**Data under study**:
>>>

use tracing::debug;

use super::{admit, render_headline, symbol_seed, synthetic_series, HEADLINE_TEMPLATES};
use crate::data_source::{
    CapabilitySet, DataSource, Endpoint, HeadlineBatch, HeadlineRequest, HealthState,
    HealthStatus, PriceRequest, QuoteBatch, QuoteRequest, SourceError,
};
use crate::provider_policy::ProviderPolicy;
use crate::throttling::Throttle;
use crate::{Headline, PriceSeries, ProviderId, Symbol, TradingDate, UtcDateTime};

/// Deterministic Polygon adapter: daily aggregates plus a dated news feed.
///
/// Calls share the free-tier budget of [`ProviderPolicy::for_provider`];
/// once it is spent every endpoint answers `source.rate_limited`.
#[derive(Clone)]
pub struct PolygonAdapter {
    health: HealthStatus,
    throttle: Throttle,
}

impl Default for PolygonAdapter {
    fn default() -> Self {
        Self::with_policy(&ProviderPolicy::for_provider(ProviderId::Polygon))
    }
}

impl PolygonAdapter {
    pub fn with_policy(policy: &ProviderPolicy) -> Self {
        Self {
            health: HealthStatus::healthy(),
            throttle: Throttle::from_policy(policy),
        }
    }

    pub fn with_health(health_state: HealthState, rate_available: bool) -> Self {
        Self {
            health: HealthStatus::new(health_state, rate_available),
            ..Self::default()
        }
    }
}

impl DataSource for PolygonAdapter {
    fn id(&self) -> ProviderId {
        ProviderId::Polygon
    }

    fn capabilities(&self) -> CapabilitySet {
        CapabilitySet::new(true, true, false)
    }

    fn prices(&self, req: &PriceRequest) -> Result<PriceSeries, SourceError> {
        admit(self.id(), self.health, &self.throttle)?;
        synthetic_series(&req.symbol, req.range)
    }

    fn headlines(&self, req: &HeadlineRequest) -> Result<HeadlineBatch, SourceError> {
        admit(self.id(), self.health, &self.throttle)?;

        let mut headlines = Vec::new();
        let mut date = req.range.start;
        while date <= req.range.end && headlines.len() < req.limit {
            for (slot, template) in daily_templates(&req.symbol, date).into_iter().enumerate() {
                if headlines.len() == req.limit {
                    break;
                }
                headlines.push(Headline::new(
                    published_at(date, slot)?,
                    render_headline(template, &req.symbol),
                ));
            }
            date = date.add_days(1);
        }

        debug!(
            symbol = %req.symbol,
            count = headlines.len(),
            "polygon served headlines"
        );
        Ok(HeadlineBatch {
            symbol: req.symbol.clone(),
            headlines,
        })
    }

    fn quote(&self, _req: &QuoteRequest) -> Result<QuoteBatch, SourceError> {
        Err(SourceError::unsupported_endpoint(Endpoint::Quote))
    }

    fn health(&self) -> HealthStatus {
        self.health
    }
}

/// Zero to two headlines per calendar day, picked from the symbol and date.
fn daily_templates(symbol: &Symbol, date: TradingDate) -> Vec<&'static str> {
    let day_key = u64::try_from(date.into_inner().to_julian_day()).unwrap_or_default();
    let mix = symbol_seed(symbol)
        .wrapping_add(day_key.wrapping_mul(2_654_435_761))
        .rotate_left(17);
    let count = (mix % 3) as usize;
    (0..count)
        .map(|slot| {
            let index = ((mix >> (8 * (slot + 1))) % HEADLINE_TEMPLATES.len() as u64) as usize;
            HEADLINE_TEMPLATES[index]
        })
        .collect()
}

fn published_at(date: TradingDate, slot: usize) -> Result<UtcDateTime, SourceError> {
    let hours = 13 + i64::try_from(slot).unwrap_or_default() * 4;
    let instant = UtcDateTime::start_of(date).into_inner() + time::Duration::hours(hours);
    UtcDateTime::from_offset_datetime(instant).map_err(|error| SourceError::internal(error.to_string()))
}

<<<

**Task**:
Number of lines above that include "count": state it and nothing else.

**Result**:
3